----- Records for the exercise -----
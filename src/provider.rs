//! Per-provider OAuth configuration.
//!
//! Both OAuth providers run the same authorization-code flow. What differs
//! between them is captured here: endpoints, scope, and how the client
//! credentials travel to the token endpoint.

use std::fmt;

use serde::Serialize;

pub const SPOTIFY_AUTH_URL: &str = "https://accounts.spotify.com/authorize";
pub const SPOTIFY_TOKEN_URL: &str = "https://accounts.spotify.com/api/token";
pub const SPOTIFY_SCOPE: &str = "user-read-private user-read-email";

pub const GENIUS_AUTH_URL: &str = "https://api.genius.com/oauth/authorize";
pub const GENIUS_TOKEN_URL: &str = "https://api.genius.com/oauth/token";
pub const GENIUS_SCOPE: &str = "me";

#[derive(Debug, Clone, Copy, PartialEq, Eq, Hash, Serialize)]
#[serde(rename_all = "lowercase")]
pub enum Provider {
    Spotify,
    Genius,
}

impl Provider {
    pub const ALL: [Provider; 2] = [Provider::Spotify, Provider::Genius];

    pub fn as_str(&self) -> &'static str {
        match self {
            Provider::Spotify => "spotify",
            Provider::Genius => "genius",
        }
    }
}

impl fmt::Display for Provider {
    fn fmt(&self, f: &mut fmt::Formatter<'_>) -> fmt::Result {
        f.write_str(self.as_str())
    }
}

/// How client credentials are presented to the token endpoint.
#[derive(Debug, Clone, Copy, PartialEq, Eq)]
pub enum CredentialStyle {
    /// Form-encoded body, credentials in an `Authorization: Basic` header.
    BasicAuthForm,
    /// JSON body carrying client id, secret and response type inline.
    JsonBody,
}

#[derive(Debug, Clone)]
pub struct ProviderConfig {
    pub provider: Provider,
    pub authorize_url: String,
    pub token_url: String,
    pub client_id: String,
    pub client_secret: String,
    pub redirect_uri: String,
    pub scope: String,
    pub credentials: CredentialStyle,
}

impl ProviderConfig {
    /// Spotify with its public endpoints and default scope.
    pub fn spotify(
        client_id: impl Into<String>,
        client_secret: impl Into<String>,
        redirect_uri: impl Into<String>,
    ) -> Self {
        Self {
            provider: Provider::Spotify,
            authorize_url: SPOTIFY_AUTH_URL.to_string(),
            token_url: SPOTIFY_TOKEN_URL.to_string(),
            client_id: client_id.into(),
            client_secret: client_secret.into(),
            redirect_uri: redirect_uri.into(),
            scope: SPOTIFY_SCOPE.to_string(),
            credentials: CredentialStyle::BasicAuthForm,
        }
    }

    /// Genius with its public endpoints and default scope.
    pub fn genius(
        client_id: impl Into<String>,
        client_secret: impl Into<String>,
        redirect_uri: impl Into<String>,
    ) -> Self {
        Self {
            provider: Provider::Genius,
            authorize_url: GENIUS_AUTH_URL.to_string(),
            token_url: GENIUS_TOKEN_URL.to_string(),
            client_id: client_id.into(),
            client_secret: client_secret.into(),
            redirect_uri: redirect_uri.into(),
            scope: GENIUS_SCOPE.to_string(),
            credentials: CredentialStyle::JsonBody,
        }
    }
}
-----
▶ _Assigned task_: Return all the lines shown above, word for word.

▶ _Task solution_:
filename src/provider.rs
//! Per-provider OAuth configuration.
//!
//! Both OAuth providers run the same authorization-code flow. What differs
//! between them is captured here: endpoints, scope, and how the client
//! credentials travel to the token endpoint.

use std::fmt;

use serde::Serialize;

pub const SPOTIFY_AUTH_URL: &str = "https://accounts.spotify.com/authorize";
pub const SPOTIFY_TOKEN_URL: &str = "https://accounts.spotify.com/api/token";
pub const SPOTIFY_SCOPE: &str = "user-read-private user-read-email";

pub const GENIUS_AUTH_URL: &str = "https://api.genius.com/oauth/authorize";
pub const GENIUS_TOKEN_URL: &str = "https://api.genius.com/oauth/token";
pub const GENIUS_SCOPE: &str = "me";

#[derive(Debug, Clone, Copy, PartialEq, Eq, Hash, Serialize)]
#[serde(rename_all = "lowercase")]
pub enum Provider {
    Spotify,
    Genius,
}

impl Provider {
    pub const ALL: [Provider; 2] = [Provider::Spotify, Provider::Genius];

    pub fn as_str(&self) -> &'static str {
        match self {
            Provider::Spotify => "spotify",
            Provider::Genius => "genius",
        }
    }
}

impl fmt::Display for Provider {
    fn fmt(&self, f: &mut fmt::Formatter<'_>) -> fmt::Result {
        f.write_str(self.as_str())
    }
}

/// How client credentials are presented to the token endpoint.
#[derive(Debug, Clone, Copy, PartialEq, Eq)]
pub enum CredentialStyle {
    /// Form-encoded body, credentials in an `Authorization: Basic` header.
    BasicAuthForm,
    /// JSON body carrying client id, secret and response type inline.
    JsonBody,
}

#[derive(Debug, Clone)]
pub struct ProviderConfig {
    pub provider: Provider,
    pub authorize_url: String,
    pub token_url: String,
    pub client_id: String,
    pub client_secret: String,
    pub redirect_uri: String,
    pub scope: String,
    pub credentials: CredentialStyle,
}

impl ProviderConfig {
    /// Spotify with its public endpoints and default scope.
    pub fn spotify(
        client_id: impl Into<String>,
        client_secret: impl Into<String>,
        redirect_uri: impl Into<String>,
    ) -> Self {
        Self {
            provider: Provider::Spotify,
            authorize_url: SPOTIFY_AUTH_URL.to_string(),
            token_url: SPOTIFY_TOKEN_URL.to_string(),
            client_id: client_id.into(),
            client_secret: client_secret.into(),
            redirect_uri: redirect_uri.into(),
            scope: SPOTIFY_SCOPE.to_string(),
            credentials: CredentialStyle::BasicAuthForm,
        }
    }

    /// Genius with its public endpoints and default scope.
    pub fn genius(
        client_id: impl Into<String>,
        client_secret: impl Into<String>,
        redirect_uri: impl Into<String>,
    ) -> Self {
        Self {
            provider: Provider::Genius,
            authorize_url: GENIUS_AUTH_URL.to_string(),
            token_url: GENIUS_TOKEN_URL.to_string(),
            client_id: client_id.into(),
            client_secret: client_secret.into(),
            redirect_uri: redirect_uri.into(),
            scope: GENIUS_SCOPE.to_string(),
            credentials: CredentialStyle::JsonBody,
        }
    }
}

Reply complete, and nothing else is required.